◆ About this task ◆
Please copy out all lines of the entries that contain the word "ResponseIn".

- - - -

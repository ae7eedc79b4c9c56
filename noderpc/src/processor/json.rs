//
// Copyright 2026 Hans W. Uhlig. All Rights Reserved.
//
// Licensed under the Apache License, Version 2.0 (the "License");
// you may not use this file except in compliance with the License.
// You may obtain a copy of the License at
//
//      http://www.apache.org/licenses/LICENSE-2.0
//
// Unless required by applicable law or agreed to in writing, software
// distributed under the License is distributed on an "AS IS" BASIS,
// WITHOUT WARRANTIES OR CONDITIONS OF ANY KIND, either express or implied.
// See the License for the specific language governing permissions and
// limitations under the License.
//

//! JSON processor.
//!
//! Envelopes are JSON objects. Arguments and replies are embedded as raw JSON
//! values rather than as escaped strings, so a request on the wire reads:
//!
//! ```text
//! {"seq":7,"service_method":"UserHandler.Login","args":{"user":"ada"}}
//! {"seq":7,"reply":{"ok":true}}
//! {"seq":8,"error":"service method Ghost.Find is not registered"}
//! ```
//!
//! `no_reply`, `error`, `args` and `reply` are omitted when empty.

use crate::processor::{Payload, Processor, RequestData, ResponseData};
use crate::serialization::{DeserializationError, SerializationError};
use bytes::Bytes;
use serde::{Deserialize, Serialize};
use serde_json::value::RawValue;

#[derive(Serialize)]
struct RequestOut<'a> {
    seq: u64,
    service_method: &'a str,
    #[serde(skip_serializing_if = "is_false")]
    no_reply: bool,
    #[serde(skip_serializing_if = "Option::is_none")]
    args: Option<&'a RawValue>,
}

#[derive(Deserialize)]
struct RequestIn {
    seq: u64,
    service_method: String,
    #[serde(default)]
    no_reply: bool,
    #[serde(default, deserialize_with = "present")]
    args: Option<Box<RawValue>>,
}

#[derive(Serialize)]
struct ResponseOut<'a> {
    seq: u64,
    #[serde(skip_serializing_if = "str::is_empty")]
    error: &'a str,
    #[serde(skip_serializing_if = "Option::is_none")]
    reply: Option<&'a RawValue>,
}

#[derive(Deserialize)]
struct ResponseIn {
    seq: u64,
    #[serde(default)]
    error: String,
    #[serde(default, deserialize_with = "present")]
    reply: Option<Box<RawValue>>,
}

/// `None` only when the field is absent; an explicit `null` is kept as a value.
fn present<'de, D>(deserializer: D) -> Result<Option<Box<RawValue>>, D::Error>
where
    D: serde::Deserializer<'de>,
{
    Box::<RawValue>::deserialize(deserializer).map(Some)
}

fn is_false(value: &bool) -> bool {
    !*value
}

fn raw_json(bytes: &[u8]) -> Result<Option<&RawValue>, SerializationError> {
    if bytes.is_empty() {
        return Ok(None);
    }
    Ok(Some(serde_json::from_slice(bytes)?))
}

fn raw_bytes(raw: Option<Box<RawValue>>) -> Bytes {
    raw.map(|raw| Bytes::copy_from_slice(raw.get().as_bytes()))
        .unwrap_or_default()
}

/// The default processor, identifier 0.
#[derive(Debug, Clone, Copy, Default)]
pub struct JsonProcessor {
    pretty: bool,
}

impl JsonProcessor {
    /// Creates a processor writing compact JSON.
    pub fn new() -> Self {
        Self::default()
    }

    /// Writes indented payloads. Envelopes stay compact.
    #[must_use]
    pub fn with_pretty(mut self, pretty: bool) -> Self {
        self.pretty = pretty;
        self
    }
}

impl Processor for JsonProcessor {
    fn name(&self) -> &'static str {
        "json"
    }

    fn marshal(&self, payload: &Payload) -> Result<Bytes, SerializationError> {
        let Payload::Json(value) = payload else {
            return Err(SerializationError::new(format!(
                "json processor cannot marshal a {} payload",
                payload.kind()
            )));
        };
        let bytes = if self.pretty {
            serde_json::to_vec_pretty(value)?
        } else {
            serde_json::to_vec(value)?
        };
        Ok(Bytes::from(bytes))
    }

    fn unmarshal(&self, bytes: &[u8]) -> Result<Payload, DeserializationError> {
        if bytes.is_empty() {
            return Ok(Payload::Json(serde_json::Value::Null));
        }
        Ok(Payload::Json(serde_json::from_slice(bytes)?))
    }

    fn is_parse(&self, payload: &Payload) -> bool {
        matches!(payload, Payload::Json(_))
    }

    fn encode_request(&self, request: &RequestData) -> Result<Vec<u8>, SerializationError> {
        let envelope = RequestOut {
            seq: request.seq,
            service_method: &request.service_method,
            no_reply: request.no_reply,
            args: raw_json(&request.args)?,
        };
        Ok(serde_json::to_vec(&envelope)?)
    }

    fn decode_request(
        &self,
        bytes: &[u8],
        request: &mut RequestData,
    ) -> Result<(), DeserializationError> {
        match serde_json::from_slice::<RequestIn>(bytes) {
            Ok(envelope) => {
                request.seq = envelope.seq;
                request.service_method = envelope.service_method;
                request.no_reply = envelope.no_reply;
                request.args = raw_bytes(envelope.args);
                Ok(())
            }
            Err(error) => {
                // Keep whatever identifies the call so it can still be answered.
                if let Ok(serde_json::Value::Object(fields)) =
                    serde_json::from_slice::<serde_json::Value>(bytes)
                {
                    request.seq = fields.get("seq").and_then(|v| v.as_u64()).unwrap_or(0);
                    if let Some(method) = fields.get("service_method").and_then(|v| v.as_str()) {
                        request.service_method = method.to_string();
                    }
                    request.no_reply = fields
                        .get("no_reply")
                        .and_then(|v| v.as_bool())
                        .unwrap_or(false);
                }
                Err(error.into())
            }
        }
    }

    fn encode_response(&self, response: &ResponseData) -> Result<Vec<u8>, SerializationError> {
        let envelope = ResponseOut {
            seq: response.seq,
            error: &response.error,
            reply: raw_json(&response.reply)?,
        };
        Ok(serde_json::to_vec(&envelope)?)
    }

    fn decode_response(
        &self,
        bytes: &[u8],
        response: &mut ResponseData,
    ) -> Result<(), DeserializationError> {
        match serde_json::from_slice::<ResponseIn>(bytes) {
            Ok(envelope) => {
                response.seq = envelope.seq;
                response.error = envelope.error;
                response.reply = raw_bytes(envelope.reply);
                Ok(())
            }
            Err(error) => {
                if let Ok(value) = serde_json::from_slice::<serde_json::Value>(bytes) {
                    response.seq = value.get("seq").and_then(|v| v.as_u64()).unwrap_or(0);
                }
                Err(error.into())
            }
        }
    }
}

- - - -

◆ Exercise response ◆
struct ResponseIn {
        match serde_json::from_slice::<ResponseIn>(bytes) {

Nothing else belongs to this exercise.